# RECORDS FOR THE EXERCISE
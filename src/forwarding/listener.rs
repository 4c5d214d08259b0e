//! Listener worker for one transport
//!
//! Binds the transport's local address and accepts forever, handing every
//! connection to `on_accept`. Only a bind failure or a shutdown signal ends
//! the loop; accept errors are treated as transient.

use std::io;
use std::net::SocketAddr;
use std::time::Duration;

use tokio::net::{TcpListener, TcpStream};
use tokio::sync::{broadcast, watch};
use tracing::{debug, error, info, warn};

use super::error::ListenError;
use crate::config::TransportSpec;

/// Pause after a failed accept before trying again
const ACCEPT_RETRY_DELAY: Duration = Duration::from_millis(100);

/// Lifecycle of a listener worker
#[derive(Debug, Clone, Copy, PartialEq, Eq)]
pub enum ListenerState {
    Starting,
    /// Bound; carries the actual address (differs from config when port is 0)
    Listening(SocketAddr),
    Stopped,
}

/// Why a worker's accept loop ended
#[derive(Debug)]
pub enum WorkerExit {
    /// Local address could not be bound
    BindFailed(ListenError),
    /// Shutdown was requested
    Shutdown,
    /// The worker task panicked
    Panicked(String),
}

/// Accept loop for one [`TransportSpec`]
pub struct ListenerWorker {
    spec: TransportSpec,
    state_tx: watch::Sender<ListenerState>,
    shutdown_rx: broadcast::Receiver<()>,
}

impl ListenerWorker {
    pub fn new(
        spec: TransportSpec,
        state_tx: watch::Sender<ListenerState>,
        shutdown_rx: broadcast::Receiver<()>,
    ) -> Self {
        Self {
            spec,
            state_tx,
            shutdown_rx,
        }
    }

    /// Bind and accept until shutdown
    ///
    /// `on_accept` runs on the accept loop itself, so it must hand the
    /// connection off (spawn) and return immediately.
    pub async fn run<F>(mut self, mut on_accept: F) -> WorkerExit
    where
        F: FnMut(TcpStream, SocketAddr),
    {
        let _ = self.state_tx.send(ListenerState::Starting);

        let listener = match self.bind().await {
            Ok(listener) => listener,
            Err((addr, e)) => return self.stop(WorkerExit::BindFailed(ListenError::from_bind(&addr, e))),
        };
        let local_addr = match listener.local_addr() {
            Ok(addr) => addr,
            Err(e) => {
                let addr = self.spec.bind_address();
                return self.stop(WorkerExit::BindFailed(ListenError::from_bind(&addr, e)));
            }
        };

        info!(
            "Started forward: {} -> {}",
            local_addr, self.spec.remote_port
        );
        let _ = self.state_tx.send(ListenerState::Listening(local_addr));

        let exit = loop {
            tokio::select! {
                _ = self.shutdown_rx.recv() => {
                    info!("Forward on {} stopped by request", local_addr);
                    break WorkerExit::Shutdown;
                }

                accept_result = listener.accept() => {
                    match accept_result {
                        Ok((stream, peer_addr)) => {
                            if let Err(e) = stream.set_nodelay(true) {
                                warn!("Failed to set TCP_NODELAY: {}", e);
                            }
                            debug!("Accepted connection from {} on {}", peer_addr, local_addr);
                            on_accept(stream, peer_addr);
                        }
                        Err(e) => {
                            warn!("Accept error on {}: {}", local_addr, e);
                            tokio::time::sleep(ACCEPT_RETRY_DELAY).await;
                        }
                    }
                }
            }
        };

        self.stop(exit)
    }

    /// Bind the local address, retrying an empty host on IPv4 only
    async fn bind(&self) -> Result<TcpListener, (String, io::Error)> {
        let bind_addr = self.spec.bind_address();
        let err = match TcpListener::bind(&bind_addr).await {
            Ok(listener) => return Ok(listener),
            Err(e) => e,
        };

        match self.spec.fallback_bind_address() {
            Some(fallback)
                if !matches!(
                    err.kind(),
                    io::ErrorKind::AddrInUse | io::ErrorKind::PermissionDenied
                ) =>
            {
                debug!("Bind {} failed ({}), retrying on {}", bind_addr, err, fallback);
                TcpListener::bind(&fallback).await.map_err(|e| (fallback, e))
            }
            _ => Err((bind_addr, err)),
        }
    }

    fn stop(&self, exit: WorkerExit) -> WorkerExit {
        if let WorkerExit::BindFailed(e) = &exit {
            error!("Listen on {} failed: {}", self.spec.local_port, e);
        }
        info!(
            "Closed forward {} <--> {}",
            self.spec.local_port, self.spec.remote_port
        );
        let _ = self.state_tx.send(ListenerState::Stopped);
        exit
    }
}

# ASSIGNMENT
The answer should repeat every line of the listing exactly.

# REPLY
filename src/forwarding/listener.rs
repository 4c5d214d08259b0e
//! Listener worker for one transport
//!
//! Binds the transport's local address and accepts forever, handing every
//! connection to `on_accept`. Only a bind failure or a shutdown signal ends
//! the loop; accept errors are treated as transient.

use std::io;
use std::net::SocketAddr;
use std::time::Duration;

use tokio::net::{TcpListener, TcpStream};
use tokio::sync::{broadcast, watch};
use tracing::{debug, error, info, warn};

use super::error::ListenError;
use crate::config::TransportSpec;

/// Pause after a failed accept before trying again
const ACCEPT_RETRY_DELAY: Duration = Duration::from_millis(100);

/// Lifecycle of a listener worker
#[derive(Debug, Clone, Copy, PartialEq, Eq)]
pub enum ListenerState {
    Starting,
    /// Bound; carries the actual address (differs from config when port is 0)
    Listening(SocketAddr),
    Stopped,
}

/// Why a worker's accept loop ended
#[derive(Debug)]
pub enum WorkerExit {
    /// Local address could not be bound
    BindFailed(ListenError),
    /// Shutdown was requested
    Shutdown,
    /// The worker task panicked
    Panicked(String),
}

/// Accept loop for one [`TransportSpec`]
pub struct ListenerWorker {
    spec: TransportSpec,
    state_tx: watch::Sender<ListenerState>,
    shutdown_rx: broadcast::Receiver<()>,
}

impl ListenerWorker {
    pub fn new(
        spec: TransportSpec,
        state_tx: watch::Sender<ListenerState>,
        shutdown_rx: broadcast::Receiver<()>,
    ) -> Self {
        Self {
            spec,
            state_tx,
            shutdown_rx,
        }
    }

    /// Bind and accept until shutdown
    ///
    /// `on_accept` runs on the accept loop itself, so it must hand the
    /// connection off (spawn) and return immediately.
    pub async fn run<F>(mut self, mut on_accept: F) -> WorkerExit
    where
        F: FnMut(TcpStream, SocketAddr),
    {
        let _ = self.state_tx.send(ListenerState::Starting);

        let listener = match self.bind().await {
            Ok(listener) => listener,
            Err((addr, e)) => return self.stop(WorkerExit::BindFailed(ListenError::from_bind(&addr, e))),
        };
        let local_addr = match listener.local_addr() {
            Ok(addr) => addr,
            Err(e) => {
                let addr = self.spec.bind_address();
                return self.stop(WorkerExit::BindFailed(ListenError::from_bind(&addr, e)));
            }
        };

        info!(
            "Started forward: {} -> {}",
            local_addr, self.spec.remote_port
        );
        let _ = self.state_tx.send(ListenerState::Listening(local_addr));

        let exit = loop {
            tokio::select! {
                _ = self.shutdown_rx.recv() => {
                    info!("Forward on {} stopped by request", local_addr);
                    break WorkerExit::Shutdown;
                }

                accept_result = listener.accept() => {
                    match accept_result {
                        Ok((stream, peer_addr)) => {
                            if let Err(e) = stream.set_nodelay(true) {
                                warn!("Failed to set TCP_NODELAY: {}", e);
                            }
                            debug!("Accepted connection from {} on {}", peer_addr, local_addr);
                            on_accept(stream, peer_addr);
                        }
                        Err(e) => {
                            warn!("Accept error on {}: {}", local_addr, e);
                            tokio::time::sleep(ACCEPT_RETRY_DELAY).await;
                        }
                    }
                }
            }
        };

        self.stop(exit)
    }

    /// Bind the local address, retrying an empty host on IPv4 only
    async fn bind(&self) -> Result<TcpListener, (String, io::Error)> {
        let bind_addr = self.spec.bind_address();
        let err = match TcpListener::bind(&bind_addr).await {
            Ok(listener) => return Ok(listener),
            Err(e) => e,
        };

        match self.spec.fallback_bind_address() {
            Some(fallback)
                if !matches!(
                    err.kind(),
                    io::ErrorKind::AddrInUse | io::ErrorKind::PermissionDenied
                ) =>
            {
                debug!("Bind {} failed ({}), retrying on {}", bind_addr, err, fallback);
                TcpListener::bind(&fallback).await.map_err(|e| (fallback, e))
            }
            _ => Err((bind_addr, err)),
        }
    }

    fn stop(&self, exit: WorkerExit) -> WorkerExit {
        if let WorkerExit::BindFailed(e) = &exit {
            error!("Listen on {} failed: {}", self.spec.local_port, e);
        }
        info!(
            "Closed forward {} <--> {}",
            self.spec.local_port, self.spec.remote_port
        );
        let _ = self.state_tx.send(ListenerState::Stopped);
        exit
    }
}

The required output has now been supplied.